Description of the task:
Please restate exactly what appears in the records below from the first line to the line where "use crate::metrics::Metrics;" is, that line included.

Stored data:
═══
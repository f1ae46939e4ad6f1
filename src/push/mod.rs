//! Pushkins: provider-bound dispatch workers, and their shared plumbing.
//!
//! Each configured app maps to one pushkin. A pushkin owns its HTTP client,
//! credential cache and concurrency limiter, and turns heterogeneous provider
//! responses into the uniform per-device outcome consumed by the dispatcher.

pub mod apns;
pub mod auth;
pub mod dispatcher;
pub mod fcm;
pub mod http;
pub mod limiter;
pub mod notification;
pub mod webpush;

pub use apns::ApnsPushkin;
pub use dispatcher::{NotificationDispatcher, PushkinRegistry};
pub use fcm::FcmPushkin;
pub use notification::{Device, Notification, NotifyRequest};
pub use webpush::WebPushPushkin;

use std::sync::Arc;

use thiserror::Error;
use tokio::sync::{OwnedSemaphorePermit, Semaphore};

use crate::config::RateLimitConfig;
use crate::metrics::Metrics;
use limiter::RateBucket;

/// Successful per-device outcome.
#[derive(Debug, Clone, PartialEq, Eq)]
pub enum DispatchOutcome {
    /// The provider acknowledged the push; nothing to do.
    Accepted,
    /// The registration is dead; the caller must forget this pushkey.
    Rejected(String),
}

/// Per-device failure. All variants are reported to the caller as a
/// transient gateway error so the whole batch is retried.
#[derive(Debug, Clone, Error)]
pub enum DispatchFailure {
    /// Provider is unavailable: 5xx, 429, network or TLS failure.
    #[error("provider unavailable: {0}")]
    Provider(String),

    /// A refreshable credential expired and could not be renewed.
    #[error("credential refresh failed: {0}")]
    Auth(String),

    /// The provider says this gateway is misconfigured. Logged at ERROR by
    /// the pushkin that produced it so an operator notices.
    #[error("gateway misconfigured for this app: {0}")]
    BadConfig(String),

    /// The overall dispatch deadline elapsed.
    #[error("dispatch timed out")]
    Timeout,
}

impl DispatchFailure {
    /// Label used on the per-outcome dispatch counter.
    #[must_use]
    pub fn outcome_label(&self) -> &'static str {
        match self {
            Self::Provider(_) => "transient",
            Self::Auth(_) => "auth",
            Self::BadConfig(_) => "bad_config",
            Self::Timeout => "timeout",
        }
    }
}

/// Result of dispatching one notification to one device.
pub type DispatchResult = std::result::Result<DispatchOutcome, DispatchFailure>;

/// Concurrency and rate plumbing shared by all pushkin variants.
///
/// `begin_dispatch` must be called before any outbound request; the returned
/// permit is held for the duration of the request and released on every exit
/// path, including cancellation.
#[derive(Debug)]
pub(crate) struct PushkinCore {
    name: String,
    semaphore: Arc<Semaphore>,
    rate: Option<RateBucket>,
    metrics: Arc<Metrics>,
}

impl PushkinCore {
    pub(crate) fn new(
        name: String,
        max_connections: usize,
        rate_limit: Option<RateLimitConfig>,
        metrics: Arc<Metrics>,
    ) -> Self {
        Self {
            name,
            semaphore: Arc::new(Semaphore::new(max_connections.max(1))),
            rate: rate_limit.map(RateBucket::new),
            metrics,
        }
    }

    pub(crate) fn name(&self) -> &str {
        &self.name
    }

    pub(crate) fn metrics(&self) -> &Metrics {
        &self.metrics
    }

    /// Pass the rate gate and acquire a concurrency permit.
    ///
    /// Waiting for a permit is FIFO, so a burst cannot starve earlier
    /// requesters. An exhausted rate bucket does not wait: the caller's
    /// retry loop provides the backoff.
    pub(crate) async fn begin_dispatch(&self) -> Result<DispatchPermit, DispatchFailure> {
        if let Some(bucket) = &self.rate {
            if !bucket.try_acquire().await {
                self.metrics.record_rate_limited(&self.name);
                return Err(DispatchFailure::Provider(
                    "outbound rate limit exceeded".to_string(),
                ));
            }
        }

        let permit = self
            .semaphore
            .clone()
            .acquire_owned()
            .await
            .map_err(|_| DispatchFailure::Provider("pushkin is shut down".to_string()))?;

        self.metrics.add_inflight(&self.name, 1);
        Ok(DispatchPermit {
            _permit: permit,
            metrics: self.metrics.clone(),
            name: self.name.clone(),
        })
    }

    /// Stop admitting new dispatches. Idempotent; in-flight requests finish.
    pub(crate) fn shutdown(&self) {
        self.semaphore.close();
    }
}

/// Held for the duration of one outbound request.
#[derive(Debug)]
pub(crate) struct DispatchPermit {
    _permit: OwnedSemaphorePermit,
    metrics: Arc<Metrics>,
    name: String,
}

impl Drop for DispatchPermit {
    fn drop(&mut self) {
        self.metrics.add_inflight(&self.name, -1);
    }
}

/// A configured pushkin instance.
///
/// A tagged set of concrete workers rather than a trait object: the variants
/// are known at compile time and dispatch is a match.
pub enum Pushkin {
    /// Apple Push Notification service.
    Apns(ApnsPushkin),
    /// Firebase Cloud Messaging.
    Gcm(FcmPushkin),
    /// Generic Web Push.
    WebPush(WebPushPushkin),
}

impl Pushkin {
    /// Stable identity for metrics and logging: the configured app id pattern.
    #[must_use]
    pub fn name(&self) -> &str {
        match self {
            Self::Apns(p) => p.name(),
            Self::Gcm(p) => p.name(),
            Self::WebPush(p) => p.name(),
        }
    }

    /// Provider type name.
    #[must_use]
    pub fn kind(&self) -> &'static str {
        match self {
            Self::Apns(_) => "apns",
            Self::Gcm(_) => "gcm",
            Self::WebPush(_) => "webpush",
        }
    }

    /// Deliver one notification to one device.
    pub async fn dispatch_notification(
        &self,
        notification: &Notification,
        device: &Device,
    ) -> DispatchResult {
        match self {
            Self::Apns(p) => p.dispatch_notification(notification, device).await,
            Self::Gcm(p) => p.dispatch_notification(notification, device).await,
            Self::WebPush(p) => p.dispatch_notification(notification, device).await,
        }
    }

    /// Stop admitting new dispatches. Idempotent.
    pub fn shutdown(&self) {
        match self {
            Self::Apns(p) => p.shutdown(),
            Self::Gcm(p) => p.shutdown(),
            Self::WebPush(p) => p.shutdown(),
        }
    }
}

#[cfg(test)]
mod tests {
    use super::*;
    use std::sync::atomic::{AtomicUsize, Ordering};
    use std::time::Duration;

    fn core(max_connections: usize, rate_limit: Option<RateLimitConfig>) -> Arc<PushkinCore> {
        Arc::new(PushkinCore::new(
            "com.example.test".to_string(),
            max_connections,
            rate_limit,
            Arc::new(Metrics::new().unwrap()),
        ))
    }

    #[test]
    fn test_outcome_labels() {
        assert_eq!(
            DispatchFailure::Provider("x".to_string()).outcome_label(),
            "transient"
        );
        assert_eq!(
            DispatchFailure::Auth("x".to_string()).outcome_label(),
            "auth"
        );
        assert_eq!(
            DispatchFailure::BadConfig("x".to_string()).outcome_label(),
            "bad_config"
        );
        assert_eq!(DispatchFailure::Timeout.outcome_label(), "timeout");
    }

    #[tokio::test]
    async fn test_permit_bounds_concurrency() {
        let core = core(3, None);
        let in_flight = Arc::new(AtomicUsize::new(0));
        let peak = Arc::new(AtomicUsize::new(0));

        let mut handles = Vec::new();
        for _ in 0..20 {
            let core = core.clone();
            let in_flight = in_flight.clone();
            let peak = peak.clone();
            handles.push(tokio::spawn(async move {
                let _permit = core.begin_dispatch().await.unwrap();
                let now = in_flight.fetch_add(1, Ordering::SeqCst) + 1;
                peak.fetch_max(now, Ordering::SeqCst);
                tokio::time::sleep(Duration::from_millis(10)).await;
                in_flight.fetch_sub(1, Ordering::SeqCst);
            }));
        }
        for handle in handles {
            handle.await.unwrap();
        }

        assert!(peak.load(Ordering::SeqCst) <= 3);
    }

    #[tokio::test]
    async fn test_permit_updates_inflight_gauge() {
        let core = core(2, None);
        let gauge = || {
            core.metrics()
                .inflight_permits
                .with_label_values(&["com.example.test"])
                .get()
        };

        let permit = core.begin_dispatch().await.unwrap();
        assert_eq!(gauge(), 1);
        drop(permit);
        assert_eq!(gauge(), 0);
    }

    #[tokio::test]
    async fn test_shutdown_refuses_new_dispatches() {
        let core = core(1, None);
        core.shutdown();
        core.shutdown(); // idempotent

        let err = core.begin_dispatch().await.unwrap_err();
        assert!(err.to_string().contains("shut down"));
    }

    #[tokio::test]
    async fn test_rate_bucket_backpressure() {
        let core = core(
            10,
            Some(RateLimitConfig {
                requests_per_second: 1,
                burst: Some(1),
            }),
        );

        let _permit = core.begin_dispatch().await.unwrap();
        let err = core.begin_dispatch().await.unwrap_err();
        assert!(matches!(err, DispatchFailure::Provider(_)));
        assert!(err.to_string().contains("rate limit"));
    }

    #[tokio::test]
    async fn test_cancelled_waiter_releases_nothing() {
        let core = core(1, None);

        let held = core.begin_dispatch().await.unwrap();

        // A waiter blocked on the full semaphore, then cancelled.
        let waiter = {
            let core = core.clone();
            tokio::spawn(async move {
                let _ = core.begin_dispatch().await;
            })
        };
        tokio::task::yield_now().await;
        waiter.abort();
        let _ = waiter.await;

        // The held permit is still the only one; releasing it frees the slot.
        drop(held);
        let _permit = core.begin_dispatch().await.unwrap();
    }
}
═══
The answer:
repository f1ae46939e4ad6f1
filename src/push/mod.rs
//! Pushkins: provider-bound dispatch workers, and their shared plumbing.
//!
//! Each configured app maps to one pushkin. A pushkin owns its HTTP client,
//! credential cache and concurrency limiter, and turns heterogeneous provider
//! responses into the uniform per-device outcome consumed by the dispatcher.

pub mod apns;
pub mod auth;
pub mod dispatcher;
pub mod fcm;
pub mod http;
pub mod limiter;
pub mod notification;
pub mod webpush;

pub use apns::ApnsPushkin;
pub use dispatcher::{NotificationDispatcher, PushkinRegistry};
pub use fcm::FcmPushkin;
pub use notification::{Device, Notification, NotifyRequest};
pub use webpush::WebPushPushkin;

use std::sync::Arc;

use thiserror::Error;
use tokio::sync::{OwnedSemaphorePermit, Semaphore};

use crate::config::RateLimitConfig;
use crate::metrics::Metrics;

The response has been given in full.